◆ INSTRUCTIONS TO FOLLOW
Report back each line of the data that contains the word "MemoryStatsStore".

Records excerpted from a collection
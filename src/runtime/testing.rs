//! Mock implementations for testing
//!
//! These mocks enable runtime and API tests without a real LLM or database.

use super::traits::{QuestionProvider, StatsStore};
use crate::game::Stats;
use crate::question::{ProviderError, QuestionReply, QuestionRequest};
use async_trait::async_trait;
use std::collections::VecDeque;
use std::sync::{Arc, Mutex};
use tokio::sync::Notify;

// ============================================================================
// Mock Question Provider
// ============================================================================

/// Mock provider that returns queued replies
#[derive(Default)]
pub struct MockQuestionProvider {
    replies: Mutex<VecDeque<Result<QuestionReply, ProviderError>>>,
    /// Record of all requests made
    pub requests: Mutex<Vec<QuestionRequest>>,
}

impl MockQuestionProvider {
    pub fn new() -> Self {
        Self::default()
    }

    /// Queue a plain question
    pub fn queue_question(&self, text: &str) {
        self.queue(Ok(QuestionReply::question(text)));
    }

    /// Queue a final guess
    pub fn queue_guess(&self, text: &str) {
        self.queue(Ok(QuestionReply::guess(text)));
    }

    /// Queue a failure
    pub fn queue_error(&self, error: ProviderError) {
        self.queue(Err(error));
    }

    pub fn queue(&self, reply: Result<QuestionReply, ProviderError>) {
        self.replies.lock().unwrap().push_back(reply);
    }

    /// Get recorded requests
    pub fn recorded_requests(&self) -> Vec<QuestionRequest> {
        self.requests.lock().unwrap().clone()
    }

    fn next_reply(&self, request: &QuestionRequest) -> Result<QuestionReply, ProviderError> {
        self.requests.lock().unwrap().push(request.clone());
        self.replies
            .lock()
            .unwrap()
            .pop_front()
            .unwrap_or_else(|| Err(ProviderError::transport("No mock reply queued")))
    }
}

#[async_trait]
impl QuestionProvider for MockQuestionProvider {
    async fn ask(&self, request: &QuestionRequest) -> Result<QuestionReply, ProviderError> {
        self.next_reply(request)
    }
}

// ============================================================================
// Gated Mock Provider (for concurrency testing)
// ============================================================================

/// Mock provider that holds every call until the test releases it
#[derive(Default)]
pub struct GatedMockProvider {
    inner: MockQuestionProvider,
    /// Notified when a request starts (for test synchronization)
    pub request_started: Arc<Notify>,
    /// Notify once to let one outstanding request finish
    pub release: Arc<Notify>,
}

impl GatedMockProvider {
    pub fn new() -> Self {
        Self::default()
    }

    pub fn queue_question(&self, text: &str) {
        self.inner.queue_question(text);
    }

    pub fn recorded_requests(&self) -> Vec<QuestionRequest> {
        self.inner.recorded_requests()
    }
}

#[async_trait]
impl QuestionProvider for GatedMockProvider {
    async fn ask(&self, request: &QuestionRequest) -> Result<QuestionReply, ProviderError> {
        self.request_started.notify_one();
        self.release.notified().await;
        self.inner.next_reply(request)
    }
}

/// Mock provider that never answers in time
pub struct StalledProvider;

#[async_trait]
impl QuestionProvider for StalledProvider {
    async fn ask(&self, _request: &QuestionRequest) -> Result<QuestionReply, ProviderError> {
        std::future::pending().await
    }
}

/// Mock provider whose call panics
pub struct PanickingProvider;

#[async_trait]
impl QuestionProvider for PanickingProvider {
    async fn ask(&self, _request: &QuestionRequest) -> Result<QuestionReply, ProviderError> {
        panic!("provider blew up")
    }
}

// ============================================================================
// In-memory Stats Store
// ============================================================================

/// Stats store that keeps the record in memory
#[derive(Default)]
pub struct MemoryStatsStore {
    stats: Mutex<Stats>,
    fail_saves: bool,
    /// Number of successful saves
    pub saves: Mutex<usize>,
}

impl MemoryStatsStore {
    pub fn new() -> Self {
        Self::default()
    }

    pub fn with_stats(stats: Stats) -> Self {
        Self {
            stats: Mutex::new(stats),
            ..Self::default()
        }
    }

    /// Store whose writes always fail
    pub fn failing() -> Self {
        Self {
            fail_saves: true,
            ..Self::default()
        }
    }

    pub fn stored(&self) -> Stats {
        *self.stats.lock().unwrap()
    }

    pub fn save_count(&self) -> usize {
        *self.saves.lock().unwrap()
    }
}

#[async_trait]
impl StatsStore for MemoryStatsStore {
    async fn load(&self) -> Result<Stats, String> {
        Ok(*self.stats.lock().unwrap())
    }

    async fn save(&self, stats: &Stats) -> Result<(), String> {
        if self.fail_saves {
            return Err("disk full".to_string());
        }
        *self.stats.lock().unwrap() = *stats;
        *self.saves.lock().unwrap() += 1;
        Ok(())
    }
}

◆ SOLUTION TO THIS PROBLEM
pub struct MemoryStatsStore {
impl MemoryStatsStore {
impl StatsStore for MemoryStatsStore {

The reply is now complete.